Les faiblesses de la majorité présidentielle reposent sur le contexte politique et économique :

– La réélection d’Emmanuel Macron après son premier quinquennat annihile légèrement l’automaticité d’un vote majoritaire aux législatives qu’on observait habituellement à la suite de l’élection présidentielle. Il y a ainsi le risque d’un vote de rejet notamment au 2nd tour, une sorte de vote utile inversé contre Emmanuel Macron et sa majorité.

– Le contexte inflationniste fait passer les questions sociales en tête des préoccupations des Français. Or sur le clivage économique et social, il y a une coagulation possible d’un électorat populaire qui se divise habituellement entre Jean-Luc Mélenchon (Solidaires et Révoltés) et Marine Le Pen (Réfractaires, Eurosceptiques, Sociaux-Patriotes) sur les questions identitaires et culturelles. Cependant, avec la hausse des prix des produits de première nécessité et le risque du recul de l’âge de départ à la retraite, un « vote gilets jaunes » réunissant ces cinq clusters très populaires pourrait se mettre en place de façon partielle au 2nd tour. On en observe d’ailleurs les prémices dans les score relativement élevés obtenus par la NUPES au sein des clusters populaires et identitaires qui constituent traditionnellement le socle du RN.

  • Le pôle identitaire moins mobilisé et plus divisé que ses adversaires

Si Marine Le Pen était parvenue lors de la présidentielle à mobiliser efficacement son électorat et même à conquérir une partie de l’électorat des LR, ses électeurs semblent peu mobilisés pour ces élections législatives. En témoigne le tableau ci-dessus : c’est dans les clusters les plus pro-RN que l’on s’intéresse le moins à cette élection : 40% des Réfractaires déclarent même ne pas s’y intéresser du tout !

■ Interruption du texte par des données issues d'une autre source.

use held_karp::tour::is_permutation;
use held_karp::{Backend, DistanceGraph, HeldKarpSolver, SolverConfig};
use proptest::prelude::*;

/// Exhaustive search over every cycle starting at city 0.
fn brute_force_cycle(graph: &DistanceGraph) -> f64 {
    let n = graph.dimension();
    if n == 1 {
        return 0.0;
    }
    let mut rest: Vec<usize> = (1..n).collect();
    let mut best = f64::INFINITY;
    permute(&mut rest, 0, &mut |order: &[usize]| {
        let mut tour = vec![0];
        tour.extend_from_slice(order);
        best = best.min(graph.cycle_length(&tour));
    });
    best
}

/// Exhaustive search over every open path.
fn brute_force_path(graph: &DistanceGraph) -> f64 {
    let mut cities: Vec<usize> = (0..graph.dimension()).collect();
    let mut best = f64::INFINITY;
    permute(&mut cities, 0, &mut |order: &[usize]| {
        best = best.min(graph.path_length(order));
    });
    best
}

fn permute(items: &mut Vec<usize>, k: usize, visit: &mut dyn FnMut(&[usize])) {
    if k == items.len() {
        visit(items);
        return;
    }
    for i in k..items.len() {
        items.swap(k, i);
        permute(items, k + 1, visit);
        items.swap(k, i);
    }
}

/// Square matrices of small integer weights, some pairs unreachable.
fn matrix_strategy(max_n: usize) -> impl Strategy<Value = Vec<Vec<f64>>> {
    (1usize..=max_n).prop_flat_map(|n| {
        let weight = prop_oneof![9 => 0u32..50, 1 => Just(u32::MAX)];
        prop::collection::vec(prop::collection::vec(weight, n), n)
            .prop_map(|rows| {
                rows.into_iter()
                    .map(|row| {
                        row.into_iter()
                            .map(|d| if d == u32::MAX { f64::INFINITY } else { d as f64 })
                            .collect()
                    })
                    .collect()
            })
    })
}

proptest! {
    #[test]
    fn cycle_is_a_rotated_permutation(rows in matrix_strategy(7)) {
        let graph = DistanceGraph::from_rows(rows).unwrap();
        let n = graph.dimension();
        for backend in Backend::ALL {
            let solver = HeldKarpSolver::new(SolverConfig::with_backend(backend));
            let solution = solver.solve_cycle(&graph).unwrap();
            prop_assert_eq!(solution.cycle.len(), n + 1);
            prop_assert_eq!(solution.cycle[0], 0);
            prop_assert_eq!(solution.cycle[n], 0);
            prop_assert!(is_permutation(&solution.cycle[..n], n));
        }
    }

    #[test]
    fn path_is_a_permutation_with_matching_length(rows in matrix_strategy(7)) {
        let graph = DistanceGraph::from_rows(rows).unwrap();
        let n = graph.dimension();
        for backend in Backend::ALL {
            let solver = HeldKarpSolver::new(SolverConfig::with_backend(backend));
            let solution = solver.solve_path(&graph).unwrap();
            prop_assert!(is_permutation(&solution.path, n));
            prop_assert_eq!(solution.length, graph.path_length(&solution.path));
        }
    }

    #[test]
    fn cycle_length_matches_its_edges(rows in matrix_strategy(7)) {
        let graph = DistanceGraph::from_rows(rows).unwrap();
        let n = graph.dimension();
        let solution = HeldKarpSolver::default().solve_cycle(&graph).unwrap();
        if n > 1 {
            prop_assert_eq!(solution.length, graph.cycle_length(&solution.cycle[..n]));
        }
    }

    #[test]
    fn solutions_are_optimal(rows in matrix_strategy(6)) {
        let graph = DistanceGraph::from_rows(rows).unwrap();
        let solver = HeldKarpSolver::default();
        prop_assert_eq!(solver.solve_cycle(&graph).unwrap().length, brute_force_cycle(&graph));
        prop_assert_eq!(solver.solve_path(&graph).unwrap().length, brute_force_path(&graph));
    }
}

#[test]
fn disconnected_graph_still_returns_full_tour() {
    let inf = f64::INFINITY;
    let graph = DistanceGraph::from_rows(vec![
        vec![0.0, 1.0, inf, inf],
        vec![1.0, 0.0, inf, inf],
        vec![inf, inf, 0.0, 1.0],
        vec![inf, inf, 1.0, 0.0],
    ])
    .unwrap();

    let cycle = HeldKarpSolver::default().solve_cycle(&graph).unwrap();
    assert!(cycle.length.is_infinite());
    assert!(is_permutation(&cycle.cycle[..4], 4));

    let path = HeldKarpSolver::default().solve_path(&graph).unwrap();
    assert!(path.length.is_infinite());
    assert!(is_permutation(&path.path, 4));
}

#[test]
fn euclidean_path_length_equals_edge_sum() {
    for seed in [6u64, 11, 23] {
        for n in [4usize, 9] {
            let graph = DistanceGraph::random_euclidean(n, seed).unwrap();
            for backend in Backend::ALL {
                let solver = HeldKarpSolver::new(SolverConfig::with_backend(backend));
                let solution = solver.solve_path(&graph).unwrap();
                assert_eq!(solution.length, graph.path_length(&solution.path));
            }
        }
    }
}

Alors que plus de 80% des électeurs d’Emmanuel Macron et Jean-Luc Mélenchon déclarent s’intéresser « beaucoup » ou « assez » aux législatives, c’est le cas de seulement 65% des électeurs de Marine Le Pen. Cette démobilisation politique trouve son prolongement dans nos intentions de vote. Le RN rassemble « seulement » 17,5% des voix. Les attributs sociologiques de son électorat sont également source de menace et d’incertitude sur le score du RN dimanche. Son profil extrêmement populaire est associé à de très haut niveau d’abstention lors des scrutins de moyenne et faible intensité, ce qui est bien l’une des caractéristiques de ces législatives.

Trouvera-t-il des raisons de se mobiliser dans les récents événements médiatiques (polémique du Stade de France et polémique sur le policier qui a tiré sur la passagère d’un repris de justice) mais également en raison du contexte économique auquel il est particulièrement sensible ? Notre estimation de l’abstention pour l’instant ne le laisse pas présager.

L’autre point négatif pour le RN est la division maintenue avec Reconquête qui pèse tout de même 5,5% des voix et qui vient concurrencer le RN sur certains de ses principaux clusters et tout particulièrement chez les Identitaires. On voit que ce cluster, très radical sur les questions migratoires et sécuritaires, est hésitant entre le RN et Reconquête. 36% disent vouloir voter RN, 30% pour Reconquête. Alors qu’elle avait réussi à distancer Éric Zemmour dans ce cluster par une mécanique de vote utile au premier tour de la présidentielle, le contexte politique et la nature de l’élection sont cette fois-ci moins favorables à un tel scénario pour Marine Le Pen.